Every line of the entries below that includes "join" belongs in the answer, copied as written.
[Start of section]
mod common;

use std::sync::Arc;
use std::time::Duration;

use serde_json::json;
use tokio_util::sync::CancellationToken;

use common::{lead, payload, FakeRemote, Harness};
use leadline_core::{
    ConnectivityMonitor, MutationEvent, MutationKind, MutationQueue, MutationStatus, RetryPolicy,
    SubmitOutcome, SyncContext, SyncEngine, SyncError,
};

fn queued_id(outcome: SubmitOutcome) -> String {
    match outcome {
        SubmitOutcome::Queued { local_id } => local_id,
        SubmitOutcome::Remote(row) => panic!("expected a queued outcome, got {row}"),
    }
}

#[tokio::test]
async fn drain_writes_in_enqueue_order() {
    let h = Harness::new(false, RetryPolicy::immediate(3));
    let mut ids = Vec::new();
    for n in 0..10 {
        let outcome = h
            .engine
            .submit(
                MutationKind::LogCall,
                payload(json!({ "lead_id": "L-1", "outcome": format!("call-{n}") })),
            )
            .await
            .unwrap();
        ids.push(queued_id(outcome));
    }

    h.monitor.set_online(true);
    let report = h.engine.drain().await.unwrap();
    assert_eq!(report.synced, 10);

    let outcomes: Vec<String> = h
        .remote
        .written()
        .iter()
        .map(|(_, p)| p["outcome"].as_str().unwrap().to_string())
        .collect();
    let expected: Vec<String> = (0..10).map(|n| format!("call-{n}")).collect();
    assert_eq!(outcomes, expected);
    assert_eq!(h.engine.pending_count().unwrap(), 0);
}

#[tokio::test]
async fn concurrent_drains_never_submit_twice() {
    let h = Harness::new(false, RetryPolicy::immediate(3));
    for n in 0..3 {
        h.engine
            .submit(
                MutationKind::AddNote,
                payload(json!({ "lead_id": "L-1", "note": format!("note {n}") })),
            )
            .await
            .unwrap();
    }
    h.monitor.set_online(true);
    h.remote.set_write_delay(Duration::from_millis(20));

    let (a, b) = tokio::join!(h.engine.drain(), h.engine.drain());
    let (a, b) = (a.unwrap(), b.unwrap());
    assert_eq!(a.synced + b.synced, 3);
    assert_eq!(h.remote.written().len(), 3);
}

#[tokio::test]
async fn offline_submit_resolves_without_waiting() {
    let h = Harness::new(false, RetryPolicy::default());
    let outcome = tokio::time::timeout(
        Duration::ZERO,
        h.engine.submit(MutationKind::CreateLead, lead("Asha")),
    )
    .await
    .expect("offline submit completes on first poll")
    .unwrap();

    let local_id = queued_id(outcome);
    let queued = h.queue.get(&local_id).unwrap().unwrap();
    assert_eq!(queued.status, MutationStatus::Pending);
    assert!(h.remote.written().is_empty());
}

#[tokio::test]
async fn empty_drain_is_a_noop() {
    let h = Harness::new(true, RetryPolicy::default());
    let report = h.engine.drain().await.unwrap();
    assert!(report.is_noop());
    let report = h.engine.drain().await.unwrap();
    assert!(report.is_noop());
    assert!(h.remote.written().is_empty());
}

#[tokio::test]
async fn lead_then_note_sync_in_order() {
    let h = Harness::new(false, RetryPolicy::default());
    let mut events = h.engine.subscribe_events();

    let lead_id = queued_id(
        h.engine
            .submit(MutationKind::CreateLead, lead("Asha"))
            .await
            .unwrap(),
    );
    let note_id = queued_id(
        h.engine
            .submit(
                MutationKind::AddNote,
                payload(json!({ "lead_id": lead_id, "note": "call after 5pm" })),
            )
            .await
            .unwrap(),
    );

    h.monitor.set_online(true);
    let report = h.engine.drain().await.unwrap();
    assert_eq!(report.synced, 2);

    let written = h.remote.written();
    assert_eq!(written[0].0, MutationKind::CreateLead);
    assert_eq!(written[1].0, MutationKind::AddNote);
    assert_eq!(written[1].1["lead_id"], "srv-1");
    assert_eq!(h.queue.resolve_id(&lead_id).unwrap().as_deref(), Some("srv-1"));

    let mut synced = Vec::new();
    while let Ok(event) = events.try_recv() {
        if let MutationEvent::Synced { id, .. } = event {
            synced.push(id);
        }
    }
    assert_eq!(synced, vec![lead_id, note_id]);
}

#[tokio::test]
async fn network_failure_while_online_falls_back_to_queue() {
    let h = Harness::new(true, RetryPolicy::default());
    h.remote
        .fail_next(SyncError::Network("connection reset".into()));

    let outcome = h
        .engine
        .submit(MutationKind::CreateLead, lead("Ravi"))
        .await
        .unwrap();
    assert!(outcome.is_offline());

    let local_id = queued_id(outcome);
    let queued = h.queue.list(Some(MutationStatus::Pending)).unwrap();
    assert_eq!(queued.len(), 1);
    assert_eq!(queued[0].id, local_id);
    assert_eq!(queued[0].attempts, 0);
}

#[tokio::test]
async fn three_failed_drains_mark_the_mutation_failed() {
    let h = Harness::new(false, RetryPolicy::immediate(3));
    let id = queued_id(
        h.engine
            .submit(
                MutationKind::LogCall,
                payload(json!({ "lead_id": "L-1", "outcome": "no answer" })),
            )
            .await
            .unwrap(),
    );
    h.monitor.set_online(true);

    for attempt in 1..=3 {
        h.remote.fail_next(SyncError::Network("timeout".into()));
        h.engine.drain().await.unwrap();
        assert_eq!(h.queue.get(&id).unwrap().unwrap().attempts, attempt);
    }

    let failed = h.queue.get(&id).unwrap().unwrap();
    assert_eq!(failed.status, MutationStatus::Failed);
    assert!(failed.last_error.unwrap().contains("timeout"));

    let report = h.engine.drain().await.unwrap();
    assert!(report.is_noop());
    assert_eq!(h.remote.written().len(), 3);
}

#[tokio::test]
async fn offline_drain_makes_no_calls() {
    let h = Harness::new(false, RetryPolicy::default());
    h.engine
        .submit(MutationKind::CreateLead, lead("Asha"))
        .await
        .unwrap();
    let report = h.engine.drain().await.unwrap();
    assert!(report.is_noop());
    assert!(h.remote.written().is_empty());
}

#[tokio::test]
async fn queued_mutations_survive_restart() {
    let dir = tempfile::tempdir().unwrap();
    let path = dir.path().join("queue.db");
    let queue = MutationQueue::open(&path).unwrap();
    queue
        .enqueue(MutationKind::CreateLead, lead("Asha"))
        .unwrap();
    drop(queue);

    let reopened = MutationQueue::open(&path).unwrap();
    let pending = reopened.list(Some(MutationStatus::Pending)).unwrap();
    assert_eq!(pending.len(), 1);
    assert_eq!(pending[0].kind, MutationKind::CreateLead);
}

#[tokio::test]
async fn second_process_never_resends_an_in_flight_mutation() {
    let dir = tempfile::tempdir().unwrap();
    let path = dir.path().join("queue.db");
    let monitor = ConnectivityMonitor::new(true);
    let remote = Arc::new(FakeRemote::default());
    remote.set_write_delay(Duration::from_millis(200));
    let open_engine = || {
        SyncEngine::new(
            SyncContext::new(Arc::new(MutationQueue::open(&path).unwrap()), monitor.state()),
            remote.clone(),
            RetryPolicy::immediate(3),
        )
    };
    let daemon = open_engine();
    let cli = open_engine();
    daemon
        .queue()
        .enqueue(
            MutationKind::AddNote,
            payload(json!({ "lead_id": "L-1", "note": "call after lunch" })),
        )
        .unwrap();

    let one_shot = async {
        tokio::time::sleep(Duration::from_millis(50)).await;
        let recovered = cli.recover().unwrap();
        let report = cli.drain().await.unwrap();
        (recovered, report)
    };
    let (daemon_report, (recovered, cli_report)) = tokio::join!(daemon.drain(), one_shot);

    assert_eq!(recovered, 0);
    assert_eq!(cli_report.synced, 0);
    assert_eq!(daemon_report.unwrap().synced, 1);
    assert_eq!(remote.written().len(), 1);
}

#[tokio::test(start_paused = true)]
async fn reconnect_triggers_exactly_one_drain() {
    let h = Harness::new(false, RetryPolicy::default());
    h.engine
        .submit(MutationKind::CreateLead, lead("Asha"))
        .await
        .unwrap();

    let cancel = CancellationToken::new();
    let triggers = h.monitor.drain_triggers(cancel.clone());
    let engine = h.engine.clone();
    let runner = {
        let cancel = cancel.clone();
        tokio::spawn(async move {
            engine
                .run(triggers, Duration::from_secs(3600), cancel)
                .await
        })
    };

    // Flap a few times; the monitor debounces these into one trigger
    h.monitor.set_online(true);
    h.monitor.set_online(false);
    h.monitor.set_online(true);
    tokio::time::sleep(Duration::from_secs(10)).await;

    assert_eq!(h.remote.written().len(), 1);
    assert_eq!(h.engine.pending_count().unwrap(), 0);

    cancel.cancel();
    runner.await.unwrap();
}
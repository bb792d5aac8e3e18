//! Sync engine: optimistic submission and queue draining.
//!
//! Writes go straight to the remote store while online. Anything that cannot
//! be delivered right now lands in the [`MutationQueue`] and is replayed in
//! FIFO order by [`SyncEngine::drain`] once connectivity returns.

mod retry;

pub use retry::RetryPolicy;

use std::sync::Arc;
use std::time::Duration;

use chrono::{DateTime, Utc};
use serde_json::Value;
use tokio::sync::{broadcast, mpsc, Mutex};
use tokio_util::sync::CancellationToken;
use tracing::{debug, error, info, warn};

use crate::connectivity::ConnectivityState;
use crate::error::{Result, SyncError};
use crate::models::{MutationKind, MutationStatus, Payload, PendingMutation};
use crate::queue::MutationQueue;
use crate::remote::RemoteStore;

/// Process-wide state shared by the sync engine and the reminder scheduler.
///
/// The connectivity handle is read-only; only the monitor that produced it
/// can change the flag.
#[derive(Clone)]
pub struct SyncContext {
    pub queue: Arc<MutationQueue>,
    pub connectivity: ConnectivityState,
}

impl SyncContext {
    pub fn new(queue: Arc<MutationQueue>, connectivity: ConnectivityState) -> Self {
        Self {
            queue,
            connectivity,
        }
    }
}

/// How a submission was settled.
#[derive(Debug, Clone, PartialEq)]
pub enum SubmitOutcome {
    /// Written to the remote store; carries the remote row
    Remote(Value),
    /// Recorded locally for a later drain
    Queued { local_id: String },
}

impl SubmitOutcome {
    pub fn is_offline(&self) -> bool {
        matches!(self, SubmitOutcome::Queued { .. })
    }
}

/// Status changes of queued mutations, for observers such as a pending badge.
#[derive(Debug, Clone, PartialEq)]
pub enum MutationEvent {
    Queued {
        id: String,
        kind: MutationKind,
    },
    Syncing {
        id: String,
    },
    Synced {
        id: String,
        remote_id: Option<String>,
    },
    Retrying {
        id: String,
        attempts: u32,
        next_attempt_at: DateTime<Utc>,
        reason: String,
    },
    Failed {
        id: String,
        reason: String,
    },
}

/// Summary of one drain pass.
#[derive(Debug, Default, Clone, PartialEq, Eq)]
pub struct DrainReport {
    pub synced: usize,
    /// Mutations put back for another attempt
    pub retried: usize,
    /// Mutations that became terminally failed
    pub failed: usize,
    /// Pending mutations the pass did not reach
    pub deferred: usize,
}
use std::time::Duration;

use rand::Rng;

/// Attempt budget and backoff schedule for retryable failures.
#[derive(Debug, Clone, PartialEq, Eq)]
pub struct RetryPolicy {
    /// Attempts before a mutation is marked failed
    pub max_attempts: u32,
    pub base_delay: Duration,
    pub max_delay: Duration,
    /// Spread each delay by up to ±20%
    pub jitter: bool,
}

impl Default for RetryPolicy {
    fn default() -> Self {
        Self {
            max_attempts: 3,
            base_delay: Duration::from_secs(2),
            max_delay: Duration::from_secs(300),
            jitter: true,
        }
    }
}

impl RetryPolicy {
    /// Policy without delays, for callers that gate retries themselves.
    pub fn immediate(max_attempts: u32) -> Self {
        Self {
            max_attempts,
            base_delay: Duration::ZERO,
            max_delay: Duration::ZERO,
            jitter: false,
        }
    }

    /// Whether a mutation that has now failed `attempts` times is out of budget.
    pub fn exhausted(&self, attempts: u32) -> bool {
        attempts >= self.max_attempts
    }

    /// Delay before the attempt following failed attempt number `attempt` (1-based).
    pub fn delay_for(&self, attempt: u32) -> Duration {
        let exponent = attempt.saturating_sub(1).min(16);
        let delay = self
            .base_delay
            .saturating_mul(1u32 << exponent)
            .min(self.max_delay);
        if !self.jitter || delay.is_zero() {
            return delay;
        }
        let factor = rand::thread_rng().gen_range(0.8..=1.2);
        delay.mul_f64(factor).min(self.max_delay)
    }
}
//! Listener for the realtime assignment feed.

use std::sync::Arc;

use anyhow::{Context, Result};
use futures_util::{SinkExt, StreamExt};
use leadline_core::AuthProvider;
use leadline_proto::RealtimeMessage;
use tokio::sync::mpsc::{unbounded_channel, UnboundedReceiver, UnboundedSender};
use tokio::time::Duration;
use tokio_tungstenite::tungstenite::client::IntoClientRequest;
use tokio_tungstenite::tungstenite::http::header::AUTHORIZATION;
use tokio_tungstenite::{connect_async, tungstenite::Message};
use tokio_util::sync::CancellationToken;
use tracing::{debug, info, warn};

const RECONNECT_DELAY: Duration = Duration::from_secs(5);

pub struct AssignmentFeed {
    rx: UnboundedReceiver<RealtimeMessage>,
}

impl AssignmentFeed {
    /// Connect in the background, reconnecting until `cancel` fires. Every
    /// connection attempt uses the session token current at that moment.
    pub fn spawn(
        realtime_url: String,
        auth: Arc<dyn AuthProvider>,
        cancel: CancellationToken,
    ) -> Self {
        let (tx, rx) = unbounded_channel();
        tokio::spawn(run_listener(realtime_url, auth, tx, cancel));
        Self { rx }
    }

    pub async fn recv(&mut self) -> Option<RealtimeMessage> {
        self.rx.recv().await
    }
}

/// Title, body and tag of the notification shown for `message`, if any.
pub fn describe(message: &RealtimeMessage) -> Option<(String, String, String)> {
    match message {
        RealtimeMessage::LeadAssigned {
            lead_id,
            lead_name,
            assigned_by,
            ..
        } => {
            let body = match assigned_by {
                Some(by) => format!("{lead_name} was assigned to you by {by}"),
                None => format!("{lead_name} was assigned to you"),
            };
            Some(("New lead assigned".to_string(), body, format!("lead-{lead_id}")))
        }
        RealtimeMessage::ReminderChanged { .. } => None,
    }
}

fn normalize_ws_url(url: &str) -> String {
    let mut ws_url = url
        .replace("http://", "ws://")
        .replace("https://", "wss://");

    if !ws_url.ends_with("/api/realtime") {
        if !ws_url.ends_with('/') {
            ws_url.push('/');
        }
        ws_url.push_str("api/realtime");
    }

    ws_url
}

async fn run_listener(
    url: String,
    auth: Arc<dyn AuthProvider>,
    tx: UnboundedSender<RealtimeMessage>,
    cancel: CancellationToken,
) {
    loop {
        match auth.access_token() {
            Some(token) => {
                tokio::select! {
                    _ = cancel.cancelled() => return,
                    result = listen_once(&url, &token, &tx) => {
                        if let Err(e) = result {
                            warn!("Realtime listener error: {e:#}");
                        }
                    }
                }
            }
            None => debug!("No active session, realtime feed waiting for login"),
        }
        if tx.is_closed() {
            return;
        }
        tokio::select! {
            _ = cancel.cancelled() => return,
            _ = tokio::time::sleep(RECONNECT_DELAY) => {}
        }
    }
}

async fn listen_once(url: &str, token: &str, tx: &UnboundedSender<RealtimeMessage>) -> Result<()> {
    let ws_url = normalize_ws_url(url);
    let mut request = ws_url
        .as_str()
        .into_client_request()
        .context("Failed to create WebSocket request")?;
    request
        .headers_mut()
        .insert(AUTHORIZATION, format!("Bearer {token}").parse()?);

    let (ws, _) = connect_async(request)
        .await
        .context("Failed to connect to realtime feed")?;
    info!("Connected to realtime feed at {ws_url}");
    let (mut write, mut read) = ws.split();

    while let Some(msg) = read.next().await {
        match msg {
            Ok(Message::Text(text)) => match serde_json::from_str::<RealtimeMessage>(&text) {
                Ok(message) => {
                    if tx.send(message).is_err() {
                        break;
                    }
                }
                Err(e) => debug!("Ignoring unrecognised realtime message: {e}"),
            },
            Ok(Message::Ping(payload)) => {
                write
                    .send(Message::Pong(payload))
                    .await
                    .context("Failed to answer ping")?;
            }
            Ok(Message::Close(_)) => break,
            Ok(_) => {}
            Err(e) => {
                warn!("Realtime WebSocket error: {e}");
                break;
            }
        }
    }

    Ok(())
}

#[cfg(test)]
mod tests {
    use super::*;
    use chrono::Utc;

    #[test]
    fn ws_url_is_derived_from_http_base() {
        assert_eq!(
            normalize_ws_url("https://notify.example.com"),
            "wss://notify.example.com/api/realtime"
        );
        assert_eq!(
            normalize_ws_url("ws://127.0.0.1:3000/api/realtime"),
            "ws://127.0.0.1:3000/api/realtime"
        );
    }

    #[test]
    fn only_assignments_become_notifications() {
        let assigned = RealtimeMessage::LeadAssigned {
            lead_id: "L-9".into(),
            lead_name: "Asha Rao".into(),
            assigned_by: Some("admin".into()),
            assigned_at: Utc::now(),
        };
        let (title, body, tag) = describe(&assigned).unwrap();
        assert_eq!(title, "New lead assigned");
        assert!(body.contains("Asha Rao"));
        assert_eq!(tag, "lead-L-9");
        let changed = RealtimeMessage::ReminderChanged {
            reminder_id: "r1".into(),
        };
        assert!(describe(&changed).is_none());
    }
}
[End of section]
Your response:
    let (a, b) = tokio::join!(h.engine.drain(), h.engine.drain());
    let path = dir.path().join("queue.db");
    let path = dir.path().join("queue.db");
    let (daemon_report, (recovered, cli_report)) = tokio::join!(daemon.drain(), one_shot);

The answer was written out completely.